When it comes to communities, a system is the set of processes you put in place to allow for humans to be amazing. It’s the means to empower these humans to contribute to your community, learn from it and grow with it.

These systems are essential for your community to exist. Your community is a system in itself and it functions through the processes that have been created along the way. These processes exist even if you’re not aware they do. The processes that help your community function are not some kind of magic tunnel through which things happen automatically. These are processes created and tailored to your community. There are many things that can be shared across different communities but there are others that are simply specific to yours.

The way you merge code, the means through which you communicate in your community, the standards you put in place. These are all processes that allow your community to cope with growth and chaos. These processes are all meant to be created, evolve and sometimes die. If you want your community to survive change, you must change your community, therefore, you must change your processes.

There’s no secret recipe for managing these processes, though. One thing to always keep in mind is that the humans that interact with these processes are more important than the processes themselves. If the way you review code is too complex for most of the humans that are doing reviews, change it.
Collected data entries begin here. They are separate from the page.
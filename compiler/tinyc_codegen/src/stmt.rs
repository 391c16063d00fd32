use tinyc_ast::{Block, Stmt, Ty};

use crate::bytecode::Opcode;
use crate::env::CompileEnv;
use crate::error::CodegenError;
use crate::expr::{compile_expr, compile_expr_converted, compile_expr_value, emit_implicit_conversion, emit_store};

/// How a compiled statement can be reached from the one after it.
#[derive(Debug, Clone, Copy, PartialEq, Eq, PartialOrd, Ord)]
pub enum Reachability {
    None,
    BreakOrContinue,
    Return,
}

pub fn compile_block(env: &mut CompileEnv<'_>, block: &Block, new_scope: bool, ret_ty: Ty) -> Result<Reachability, CodegenError> {
    if new_scope {
        env.push_scope();
    }
    let mut reach = Reachability::None;
    for (i, stmt) in block.stmts.iter().enumerate() {
        if reach != Reachability::None && i > 0 {
            // Unreachable code: still type-checked (dry-run) so later
            // errors are still surfaced, but its bytecode is discarded.
            let was_dry = env.buf.is_dry_run();
            env.buf.set_dry_run(true);
            let _ = compile_stmt(env, stmt, ret_ty);
            env.buf.set_dry_run(was_dry);
            continue;
        }
        let this_reach = compile_stmt(env, stmt, ret_ty)?;
        reach = reach.max(this_reach);
    }
    if new_scope {
        env.pop_scope();
    }
    Ok(reach)
}

fn compile_stmt(env: &mut CompileEnv<'_>, stmt: &Stmt, ret_ty: Ty) -> Result<Reachability, CodegenError> {
    match stmt {
        Stmt::Expr(expr) => {
            let (ty, is_lvalue) = compile_expr(env, expr)?;
            // Expression statements discard their result; an lvalue is
            // always a single address cell, an rvalue may span several
            // cells (a struct value).
            let cells = if is_lvalue { 1 } else { env.data_cell_size(ty) as u64 };
            if cells > 0 {
                env.buf.emit_op(Opcode::PopMany);
                env.buf.emit_u32(cells as u32);
                env.note_pop(cells);
            }
            Ok(Reachability::None)
        }
        Stmt::VarDecl(decl) => {
            let local = env.declare_local(decl.name.clone(), decl.ty);
            if let Some(init) = &decl.init {
                compile_expr_converted(env, init, decl.ty)?;
                env.buf.emit_op(Opcode::Address);
                env.buf.emit_u32(env.local_offset(local) as u32);
                env.note_push(1);
                emit_store(env, decl.ty);
                let cells = env.data_cell_size(decl.ty) as u64;
                env.buf.emit_op(Opcode::PopMany);
                env.buf.emit_u32(cells as u32);
                env.note_pop(cells);
            } else if decl.ty.is_top_const() {
                return Err(CodegenError::ConstLocalWithoutInitializer { name: decl.name.clone() });
            }
            Ok(Reachability::None)
        }
        Stmt::Compound(block) => compile_block(env, block, true, ret_ty),
        Stmt::If { cond, then_branch, else_branch } => compile_if(env, cond, then_branch, else_branch, ret_ty),
        Stmt::While { cond, body } => compile_while(env, cond, body, ret_ty),
        Stmt::For { init, cond, step, body } => compile_for(env, init.as_deref(), cond, step, body, ret_ty),
        Stmt::Return(value) => {
            match value {
                Some(expr) => {
                    compile_expr_converted(env, expr, ret_ty)?;
                }
                None => {
                    if !ret_ty.is_void() {
                        return Err(CodegenError::IncompatibleConversion { from: Ty::void(), to: ret_ty });
                    }
                }
            }
            env.buf.emit_op(Opcode::Return);
            Ok(Reachability::Return)
        }
        Stmt::Break => {
            env.buf.emit_op(Opcode::Jump);
            let at = env.buf.reserve_s32();
            env.current_loop_mut().ok_or(CodegenError::BreakOutsideLoop)?.break_patches.push(at);
            Ok(Reachability::BreakOrContinue)
        }
        Stmt::Continue => {
            env.buf.emit_op(Opcode::Jump);
            let at = env.buf.reserve_s32();
            env.current_loop_mut().ok_or(CodegenError::ContinueOutsideLoop)?.continue_patches.push(at);
            Ok(Reachability::BreakOrContinue)
        }
    }
}

fn compile_if(
    env: &mut CompileEnv<'_>,
    cond: &tinyc_ast::Expr,
    then_branch: &Stmt,
    else_branch: &Option<Box<Stmt>>,
    ret_ty: Ty,
) -> Result<Reachability, CodegenError> {
    compile_cond_as_s32(env, cond)?;
    env.buf.emit_op(Opcode::JumpFalse);
    let else_at = env.buf.reserve_s32();
    env.note_pop(1);

    let then_reach = compile_stmt(env, then_branch, ret_ty)?;

    if let Some(else_branch) = else_branch {
        env.buf.emit_op(Opcode::Jump);
        let end_at = env.buf.reserve_s32();
        env.buf.patch_s32(else_at, env.target());
        let else_reach = compile_stmt(env, else_branch, ret_ty)?;
        env.buf.patch_s32(end_at, env.target());
        Ok(then_reach.min(else_reach))
    } else {
        env.buf.patch_s32(else_at, env.target());
        Ok(Reachability::None)
    }
}

fn compile_cond_as_s32(env: &mut CompileEnv<'_>, cond: &tinyc_ast::Expr) -> Result<(), CodegenError> {
    let ty = compile_expr_value(env, cond)?;
    emit_implicit_conversion(env, ty, Ty::s32())
}

fn compile_while(env: &mut CompileEnv<'_>, cond: &tinyc_ast::Expr, body: &Stmt, ret_ty: Ty) -> Result<Reachability, CodegenError> {
    let test_at = env.target();
    compile_cond_as_s32(env, cond)?;
    env.buf.emit_op(Opcode::JumpFalse);
    let end_at = env.buf.reserve_s32();
    env.note_pop(1);

    env.push_loop();
    let _ = compile_stmt(env, body, ret_ty)?;
    let loop_ctx = env.pop_loop();
    for p in loop_ctx.continue_patches {
        env.buf.patch_s32(p, test_at);
    }

    env.buf.emit_op(Opcode::Jump);
    let back_at = env.buf.reserve_s32();
    env.buf.patch_s32(back_at, test_at);

    let end_target = env.target();
    env.buf.patch_s32(end_at, end_target);
    for p in loop_ctx.break_patches {
        env.buf.patch_s32(p, end_target);
    }
    Ok(Reachability::None)
}

fn compile_for(
    env: &mut CompileEnv<'_>,
    init: Option<&Stmt>,
    cond: &Option<tinyc_ast::Expr>,
    step: &Option<tinyc_ast::Expr>,
    body: &Stmt,
    ret_ty: Ty,
) -> Result<Reachability, CodegenError> {
    env.push_scope();
    if let Some(init) = init {
        compile_stmt(env, init, ret_ty)?;
    }

    let test_at = env.target();
    let end_at = if let Some(cond) = cond {
        compile_cond_as_s32(env, cond)?;
        env.buf.emit_op(Opcode::JumpFalse);
        let at = env.buf.reserve_s32();
        env.note_pop(1);
        Some(at)
    } else {
        None
    };

    env.push_loop();
    let _ = compile_stmt(env, body, ret_ty)?;
    let loop_ctx = env.pop_loop();

    let step_at = env.target();
    for p in loop_ctx.continue_patches {
        env.buf.patch_s32(p, step_at);
    }
    if let Some(step) = step {
        let ty = compile_expr_value(env, step)?;
        let cells = env.data_cell_size(ty) as u64;
        env.buf.emit_op(Opcode::PopMany);
        env.buf.emit_u32(cells as u32);
        env.note_pop(cells);
    }

    env.buf.emit_op(Opcode::Jump);
    let back_at = env.buf.reserve_s32();
    env.buf.patch_s32(back_at, test_at);

    let end_target = env.target();
    if let Some(end_at) = end_at {
        env.buf.patch_s32(end_at, end_target);
    }
    for p in loop_ctx.break_patches {
        env.buf.patch_s32(p, end_target);
    }

    env.pop_scope();
    Ok(Reachability::None)
}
If the way you define new processes doesn’t allow other humans to actively participate, change it. If the way you allow for contributions to be submitted ends up frustrating your contributors, change it. Your community is made by humans and the sooner you acknowledge that the sooner you’ll adapt your processes to better empower these humans. Remember that humans react to emotions (you can read more here) but they act based on their cultures.

Culture has been defined in many ways. Some definitions involve long explanations about society, evolution and human interaction. When it comes to communities a, perhaps oversimplified, way to define culture is that it’s the way humans in the community actually do things. I heard this definition at Zingtrain in June 2016 and it stuck with me. Not only it makes sense on paper but it’s also true in reality.

Spending a significant amount of time defining new processes, looking after what things must change in your community for it to evolve and adapt is extremely important.

These processes, however, many times end up being guidelines for the members of your community as they will likely use them and adapt them to fit their culture best. These processes will be bent by the cultures in your community more often than not and that is fine. You actually want this to happen. You want your community to adapt itself to the cultures that it embraces. You want your community to embrace more cultures and to allow for new cultures to be created within the community itself. Different cultures have different ways to solve problems and there is a lot your community can gain from this.

This is why it is so important to create flexible processes and to watch for those bents that will eventually happen. Some cultures won’t be able to interact with your community if the processes can’t be bent a bit. This is not a rule of thumbs but the chances of it happening are high and as one of the people interested in the health of your community, it is extremely important for you to seek for these bends and to tolerate variance.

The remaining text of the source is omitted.